▶ _Instructions to follow_
Can you pull out each line of the data below that includes the word "PartialEq"?

(Data records)

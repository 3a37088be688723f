// src/ui/components/gallery.rs - Unified media gallery component

//! Wires the gallery core (`storefront::gallery` + `storefront::viewer`) to
//! markup and the page services. The component owns the auto-scroll timer
//! and addresses the single live video element by id; all state transitions
//! go through `GalleryViewState`.

use dioxus::prelude::*;

use crate::catalog::product::{Model3dRef, ProductVideo};
use crate::error::{Error, MediaOperation};
use crate::storefront::gallery::{
    build_gallery, download_file_name, promote_variant_image, GalleryItem, MediaKind,
};
use crate::storefront::pricing::storage_display_value;
use crate::storefront::resolver::Resolution;
use crate::storefront::viewer::{GalleryViewState, ImageFilter};
use crate::ui::state::use_storefront;
use crate::ui::{ActiveTab, GalleryTabsHandle};

/// DOM id of the single live video element
pub const STAGE_VIDEO_ID: &str = "gallery-stage-video";

async fn sleep_ms(ms: u64) {
    #[cfg(not(target_arch = "wasm32"))]
    tokio::time::sleep(std::time::Duration::from_millis(ms)).await;
    #[cfg(target_arch = "wasm32")]
    gloo_timers::future::TimeoutFuture::new(ms as u32).await;
}

/// Snapshot of the live element's (current_time, duration, buffered)
#[cfg(target_arch = "wasm32")]
fn read_media_element() -> Option<(f64, f64, f64)> {
    use wasm_bindgen::JsCast;

    let media = web_sys::window()?
        .document()?
        .get_element_by_id(STAGE_VIDEO_ID)?
        .dyn_into::<web_sys::HtmlMediaElement>()
        .ok()?;
    let duration = media.duration();
    let ranges = media.buffered();
    let buffered = if ranges.length() > 0 {
        ranges.end(ranges.length() - 1).unwrap_or(0.0)
    } else {
        0.0
    };
    Some((
        media.current_time(),
        if duration.is_finite() { duration } else { 0.0 },
        buffered,
    ))
}

#[cfg(not(target_arch = "wasm32"))]
fn read_media_element() -> Option<(f64, f64, f64)> {
    None
}

enum NavStep {
    Next,
    Previous,
    To(usize),
}
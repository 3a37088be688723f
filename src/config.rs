// src/config.rs - Storefront configuration

//! Configuration for the storefront shell.
//!
//! Supports multiple configuration formats (YAML, JSON, TOML) selected by
//! file extension, environment variable overrides with a `VENDORA_` prefix,
//! and validated defaults. Presentation data that is configuration rather
//! than algorithm (the per-carrier styling table) lives here as well.

use std::path::Path;

use serde::{Deserialize, Serialize};

use crate::error::{Error, Result};
use crate::storefront::carriers::CarrierStyle;

#[derive(Debug, Clone, Copy, PartialEq, Eq)]
pub enum ConfigFormat {
    Yaml,
    Json,
    Toml,
}

impl ConfigFormat {
    pub fn from_extension(path: &Path) -> Option<Self> {
        match path.extension()?.to_str()? {
            "yaml" | "yml" => Some(Self::Yaml),
            "json" => Some(Self::Json),
            "toml" => Some(Self::Toml),
            _ => None,
        }
    }
}

/// Parse failure for a single configuration document
#[derive(Debug, thiserror::Error)]
pub enum ConfigParseError {
    #[error("invalid YAML: {0}")]
    Yaml(#[from] serde_yaml::Error),
    #[error("invalid JSON: {0}")]
    Json(#[from] serde_json::Error),
    #[error("invalid TOML: {0}")]
    Toml(#[from] toml::de::Error),
}

/// Gallery behavior knobs
#[derive(Debug, Clone, Serialize, Deserialize, PartialEq)]
#[serde(default)]
pub struct GalleryConfig {
    /// Interval between automatic carousel advances
    pub auto_scroll_interval_ms: u64,
    /// Delay before the carousel is commanded to index 0 after a variant
    /// image promotion, giving the strip time to re-measure
    pub variant_jump_delay_ms: u64,
    /// How long the "copied" indicator stays visible after a copy-link
    pub copied_indicator_ms: u64,
    /// Fire a load probe for every gallery item when the sequence rebuilds
    pub preload_media: bool,
}

impl Default for GalleryConfig {
    fn default() -> Self {
        Self {
            auto_scroll_interval_ms: 3000,
            variant_jump_delay_ms: 150,
            copied_indicator_ms: 2000,
            preload_media: true,
        }
    }
}

/// Display currency settings; conversion itself is an external service
#[derive(Debug, Clone, Serialize, Deserialize, PartialEq)]
#[serde(default)]
pub struct CurrencyConfig {
    pub code: String,
    pub symbol: String,
}

impl Default for CurrencyConfig {
    fn default() -> Self {
        Self {
            code: "USD".to_string(),
            symbol: "$".to_string(),
        }
    }
}

/// Top-level storefront configuration
#[derive(Debug, Clone, Serialize, Deserialize, PartialEq, Default)]
#[serde(default)]
pub struct StorefrontConfig {
    pub gallery: GalleryConfig,
    pub currency: CurrencyConfig,
    /// Additional carrier presentation entries; these extend and override
    /// the built-in table (`storefront::carriers::builtin_styles`)
    pub carriers: Vec<CarrierStyle>,
}

impl StorefrontConfig {
    /// Loads configuration from a file, detecting the format by extension
    #[cfg(not(target_arch = "wasm32"))]
    pub fn load_from_file(path: impl AsRef<Path>) -> Result<Self> {
        let path = path.as_ref();
        let format = ConfigFormat::from_extension(path).ok_or_else(|| {
            Error::config(format!(
                "unsupported configuration extension: {}",
                path.display()
            ))
        })?;

        let raw = std::fs::read_to_string(path)?;
        let mut config = Self::parse(&raw, format)
            .map_err(|e| Error::config(format!("failed to parse {}", path.display())).caused_by(e))?;
        config.apply_env_overrides();
        config.validate()?;
        Ok(config)
    }

    /// Parses a configuration document in the given format
    pub fn parse(raw: &str, format: ConfigFormat) -> std::result::Result<Self, ConfigParseError> {
        let config = match format {
            ConfigFormat::Yaml => serde_yaml::from_str(raw)?,
            ConfigFormat::Json => serde_json::from_str(raw)?,
            ConfigFormat::Toml => toml::from_str(raw)?,
        };
        Ok(config)
    }

    /// Applies `VENDORA_*` environment overrides to scalar settings
    pub fn apply_env_overrides(&mut self) {
        #[cfg(not(target_arch = "wasm32"))]
        {
            if let Some(v) = env_u64("VENDORA_AUTO_SCROLL_INTERVAL_MS") {
                self.gallery.auto_scroll_interval_ms = v;
            }
            if let Some(v) = env_u64("VENDORA_VARIANT_JUMP_DELAY_MS") {
                self.gallery.variant_jump_delay_ms = v;
            }
            if let Some(v) = env_u64("VENDORA_COPIED_INDICATOR_MS") {
                self.gallery.copied_indicator_ms = v;
            }
            if let Ok(v) = std::env::var("VENDORA_CURRENCY_CODE") {
                if !v.is_empty() {
                    self.currency.code = v;
                }
            }
            if let Ok(v) = std::env::var("VENDORA_CURRENCY_SYMBOL") {
                if !v.is_empty() {
                    self.currency.symbol = v;
                }
            }
        }
    }

    /// Validates settings that would break the UI if out of range
    pub fn validate(&self) -> Result<()> {
        let mut validation_errors = Vec::new();

        if self.gallery.auto_scroll_interval_ms < 250 {
            validation_errors
                .push("gallery.auto_scroll_interval_ms must be at least 250".to_string());
        }
        if self.currency.code.is_empty() {
            validation_errors.push("currency.code must not be empty".to_string());
        }
        for carrier in &self.carriers {
            if carrier.name.is_empty() {
                validation_errors.push("carriers[].name must not be empty".to_string());
            }
        }

        if validation_errors.is_empty() {
            Ok(())
        } else {
            Err(Error::new(
                crate::error::ErrorKind::Configuration {
                    key: None,
                    validation_errors,
                },
                "invalid storefront configuration",
            ))
        }
    }
}

#[cfg(not(target_arch = "wasm32"))]
fn env_u64(key: &str) -> Option<u64> {
    std::env::var(key).ok()?.parse().ok()
}

#[cfg(test)]
mod tests {
    use super::*;

    #[test]
    fn test_defaults() {
        let config = StorefrontConfig::default();
        assert_eq!(config.gallery.auto_scroll_interval_ms, 3000);
        assert_eq!(config.gallery.copied_indicator_ms, 2000);
        assert!(config.gallery.preload_media);
        assert_eq!(config.currency.code, "USD");
        assert!(config.carriers.is_empty());
        assert!(config.validate().is_ok());
    }

    #[test]
    fn test_format_detection() {
        assert_eq!(
            ConfigFormat::from_extension(Path::new("storefront.toml")),
            Some(ConfigFormat::Toml)
        );
        assert_eq!(
            ConfigFormat::from_extension(Path::new("storefront.yml")),
            Some(ConfigFormat::Yaml)
        );
        assert_eq!(ConfigFormat::from_extension(Path::new("storefront.ini")), None);
    }

    #[test]
    fn test_parse_toml_partial() {
        let raw = r##"
[gallery]
auto_scroll_interval_ms = 5000

[[carriers]]
name = "Orange"
color = "#ff7900"
background = "#fff7ed"
border = "#fed7aa"
"##;
        let config = StorefrontConfig::parse(raw, ConfigFormat::Toml).unwrap();
        assert_eq!(config.gallery.auto_scroll_interval_ms, 5000);
        // untouched fields fall back to defaults
        assert_eq!(config.gallery.variant_jump_delay_ms, 150);
        assert_eq!(config.carriers.len(), 1);
        assert_eq!(config.carriers[0].name, "Orange");
    }

    #[test]
    fn test_validation_rejects_tight_interval() {
        let mut config = StorefrontConfig::default();
        config.gallery.auto_scroll_interval_ms = 10;
        assert!(config.validate().is_err());
    }

    #[cfg(not(target_arch = "wasm32"))]
    #[test]
    fn test_env_overrides() {
        std::env::set_var("VENDORA_VARIANT_JUMP_DELAY_MS", "75");
        std::env::set_var("VENDORA_CURRENCY_SYMBOL", "€");

        let mut config = StorefrontConfig::default();
        config.apply_env_overrides();

        std::env::remove_var("VENDORA_VARIANT_JUMP_DELAY_MS");
        std::env::remove_var("VENDORA_CURRENCY_SYMBOL");

        assert_eq!(config.gallery.variant_jump_delay_ms, 75);
        assert_eq!(config.currency.symbol, "€");
        // unset vars leave defaults alone
        assert_eq!(config.gallery.copied_indicator_ms, 2000);
    }

    #[cfg(not(target_arch = "wasm32"))]
    #[test]
    fn test_load_from_file_round_trip() {
        use std::io::Write;

        let mut file = tempfile::Builder::new()
            .suffix(".json")
            .tempfile()
            .unwrap();
        write!(
            file,
            r#"{{"gallery": {{"auto_scroll_interval_ms": 4000}}}}"#
        )
        .unwrap();

        let config = StorefrontConfig::load_from_file(file.path()).unwrap();
        assert_eq!(config.gallery.auto_scroll_interval_ms, 4000);
        assert_eq!(config.currency.code, "USD");
    }
}
// src/storefront/pricing.rs - Price and stock derivation

//! The deepest-wins display price lives here, defined once as an ordered
//! chain of fallback steps: condition, network, storage, color, product
//! discount price, product base price. The first step carrying a recorded
//! (positive) price wins. The summary panel, the variant picker, and the
//! seller inventory view all resolve through this chain.

use serde::{Deserialize, Serialize};

use crate::catalog::product::Product;
use crate::catalog::variant::Variant;
use crate::storefront::resolver::Resolution;

/// Authoritative display price for the current configuration
pub fn display_price(product: &Product, resolution: &Resolution) -> f64 {
    let chain = [
        resolution.selected_condition_variant().map(|c| c.price),
        resolution.selected_network_variant().map(|n| n.price),
        resolution.selected_storage_variant().map(|s| s.price),
        resolution.selected_color_variant().map(|c| c.price),
        product.discount_price,
        Some(product.price),
    ];
    chain
        .into_iter()
        .flatten()
        .find(|price| *price > 0.0)
        .unwrap_or(0.0)
}

/// Min/max over recorded variant prices
#[derive(Debug, Clone, Copy, PartialEq, Serialize, Deserialize)]
pub struct PriceRange {
    pub min: f64,
    pub max: f64,
}

impl PriceRange {
    pub fn is_flat(&self) -> bool {
        (self.max - self.min).abs() < f64::EPSILON
    }
}

/// Range of positive prices across a variant set, `None` when no variant
/// carries a recorded price
pub fn price_range<'a>(variants: impl IntoIterator<Item = &'a Variant>) -> Option<PriceRange> {
    let mut range: Option<PriceRange> = None;
    for price in variants.into_iter().map(|v| v.price).filter(|p| *p > 0.0) {
        range = Some(match range {
            Some(r) => PriceRange {
                min: r.min.min(price),
                max: r.max.max(price),
            },
            None => PriceRange { min: price, max: price },
        });
    }
    range
}

/// Total sellable stock for a product: variant stock summed per color, with
/// a color's own stored stock standing in when it has no variant records.
pub fn stock_total(product: &Product) -> u32 {
    product
        .variant_names
        .iter()
        .map(|vn| {
            let mut children = product.variants_of(&vn.id).peekable();
            if children.peek().is_none() {
                vn.stock
            } else {
                children.map(|v| v.stock).sum()
            }
        })
        .sum()
}

/// Normalized storage label for display, with an em-dash placeholder when
/// no storage level exists ("128 gb" -> "128GB")
pub fn storage_display_value(raw: Option<&str>) -> String {
    match raw {
        Some(value) if !value.trim().is_empty() => value
            .chars()
            .filter(|c| !c.is_whitespace())
            .map(|c| c.to_ascii_uppercase())
            .collect(),
        _ => "—".to_string(),
    }
}

#[cfg(test)]
mod tests {
    use super::*;
    use crate::catalog::mock;
    use crate::storefront::carriers::CarrierTable;
    use crate::storefront::resolver::{resolve, Selection};

    #[test]
    fn test_deepest_wins_prefers_condition_price() {
        let product = mock::cascade_fixture();
        let selection = Selection {
            color: Some("Red".to_string()),
            storage: Some("128GB".to_string()),
            network: Some("Verizon".to_string()),
            condition: Some("Good".to_string()),
        };
        let res = resolve(&product, &selection, &CarrierTable::default());

        // Red / 128GB / Verizon / Good is the 519.0 record
        assert_eq!(display_price(&product, &res), 519.0);
    }

    #[test]
    fn test_color_only_price_falls_through_to_color() {
        let product = mock::cascade_fixture();
        let selection = Selection {
            color: Some("Sunset Gold".to_string()),
            ..Default::default()
        };
        let res = resolve(&product, &selection, &CarrierTable::default());

        // no storage/network/condition levels exist for this color
        assert!(res.storage_variants.is_empty());
        assert_eq!(display_price(&product, &res), 299.0);
    }

    #[test]
    fn test_chain_price_differs_from_color_rollup() {
        let product = mock::cascade_fixture();
        let selection = Selection {
            color: Some("Red".to_string()),
            storage: Some("128GB".to_string()),
            network: Some("Unlocked".to_string()),
            condition: Some("Brand New".to_string()),
        };
        let res = resolve(&product, &selection, &CarrierTable::default());

        // the configuration summary must not fall back to the color rollup
        // (min positive across Red's variants) once deeper levels are set
        let color_rollup = res.selected_color_variant().unwrap().price;
        assert_eq!(color_rollup, 499.0);
        assert_eq!(display_price(&product, &res), 549.0);
    }

    #[test]
    fn test_base_price_is_final_fallback() {
        let mut product = mock::cascade_fixture();
        product.variants.clear();
        product.variant_names.clear();
        product.discount_price = None;
        product.price = 777.0;
        let res = resolve(&product, &Selection::default(), &CarrierTable::default());
        assert_eq!(display_price(&product, &res), 777.0);

        product.discount_price = Some(700.0);
        let res = resolve(&product, &Selection::default(), &CarrierTable::default());
        assert_eq!(display_price(&product, &res), 700.0);
    }

    #[test]
    fn test_price_range() {
        let product = mock::cascade_fixture();
        let range = price_range(&product.variants).unwrap();
        assert_eq!(range.min, 499.0);
        assert_eq!(range.max, 649.0);
        assert!(!range.is_flat());

        assert!(price_range([].iter()).is_none());
    }

    #[test]
    fn test_stock_total_counts_variantless_colors() {
        let product = mock::cascade_fixture();
        // Red 3+4+3, Blue 2+1, Sunset Gold stored stock 5
        assert_eq!(stock_total(&product), 18);
    }

    #[test]
    fn test_storage_display_value_normalizes() {
        assert_eq!(storage_display_value(Some("128 gb")), "128GB");
        assert_eq!(storage_display_value(Some("1TB")), "1TB");
        assert_eq!(storage_display_value(None), "—");
        assert_eq!(storage_display_value(Some("  ")), "—");
    }
}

(End Data records)

▶ _Task answer_
#[derive(Debug, Clone, Copy, PartialEq, Eq)]
#[derive(Debug, Clone, Serialize, Deserialize, PartialEq)]
#[derive(Debug, Clone, Serialize, Deserialize, PartialEq)]
#[derive(Debug, Clone, Serialize, Deserialize, PartialEq, Default)]
#[derive(Debug, Clone, Copy, PartialEq, Serialize, Deserialize)]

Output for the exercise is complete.